Sunday 17 September 2017

Misrepresenting Halliday & Hasan (1976)

Bateman (1998: 4):
This is not an isolated example. The two fragments (e) and (f) show the same pattern, where (e) again exhibits a structural relation within the grammar and (f) a nonstructural cohesive tie (this time of causal conjunction: Halliday and Hasan, 1976:256).
(e) Because the poem was appalling, Trillian frowned.
(f) The poem was appalling. Consequently Trillian frowned.
Here two semantic ‘messages’ (the ‘appallingness’ of the poem and Trillian’s frowning) are placed in a semantic relation of consequence: this may be realised either entirely within a single grammatical unit (e), or across distinct grammatical units (f).  In both cases a text is made coherent partially by virtue of the discourse semantic relation of consequence that they realise. The traditional cohesion account does not, therefore, emphasise what pairs such as these share, even though they might stand as possible alternatives in particular texts.

Blogger Comments:

[1] Here Bateman again repeats Martin's theoretical misunderstanding in contrasting grammar with cohesion.

[2] In SFL theory, the logico-semantic relation in (e) is 'cause: reason', whereas the logico-semantic relation in (f) is 'cause: result'.

More importantly, having used the commonality of the structural (logical) and non-structural (textual) deployments of logico-semantic relations as a reason for setting up a discourse semantic stratum, Martin ignores the commonality and sets up discourse semantic systems that are inconsistent with those of the grammar, as well as with the meanings of the relations themselves, as demonstrated in great detail here.  For example, Martin abandons the fundamental distinction of elaboration vs extension vs enhancement that can be found at different locations and scales across the theory.

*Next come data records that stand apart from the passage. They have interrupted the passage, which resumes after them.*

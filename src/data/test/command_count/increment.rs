use super::*;

/// Tests incrementing a counter that does not exist yet.
///
/// Expected: counter created with a value of 1
#[tokio::test]
async fn creates_missing_counter() -> Result<(), AppError> {
    let test = TestBuilder::new().with_settings_tables().build().await.unwrap();
    let db = test.db.as_ref().unwrap();

    let repo = CommandCountRepository::new(db);
    repo.increment("cmd-setup").await?;

    assert_eq!(repo.get("cmd-setup").await?, 1);

    Ok(())
}

/// Tests incrementing an existing counter.
///
/// Verifies the upsert adds to the stored value instead of resetting it.
///
/// Expected: previous count plus one
#[tokio::test]
async fn increments_existing_counter() -> Result<(), AppError> {
    let test = TestBuilder::new().with_settings_tables().build().await.unwrap();
    let db = test.db.as_ref().unwrap();

    factory::create_command_count(db, "btn-gameSel", 41).await?;

    let repo = CommandCountRepository::new(db);
    repo.increment("btn-gameSel").await?;

    assert_eq!(repo.get("btn-gameSel").await?, 42);

    Ok(())
}

/// Tests that counters are tracked independently.
///
/// Expected: each name has its own count, unknown names read as 0
#[tokio::test]
async fn tracks_counters_independently() -> Result<(), AppError> {
    let test = TestBuilder::new().with_settings_tables().build().await.unwrap();
    let db = test.db.as_ref().unwrap();

    let repo = CommandCountRepository::new(db);
    repo.increment("cmd-setup").await?;
    repo.increment("cmd-setup").await?;
    repo.increment("cmd-delete").await?;

    assert_eq!(repo.get("cmd-setup").await?, 2);
    assert_eq!(repo.get("cmd-delete").await?, 1);
    assert_eq!(repo.get("btn-joinEvent").await?, 0);

    Ok(())
}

[3] The term 'coherent' has a precise meaning in SFL theory, and it relates to the textual metafunction, not the logical.  See Hasan in Halliday & Hasan (1989: 72ff).

[4] As demonstrated in the previous post, this misrepresents Halliday & Hasan (1976: 227-8), who took great pains to demonstrate "what pairs such as these share".  Here Bateman uncritically accepts Martin's misrepresentation without consulting the source publication for dis/confirmation.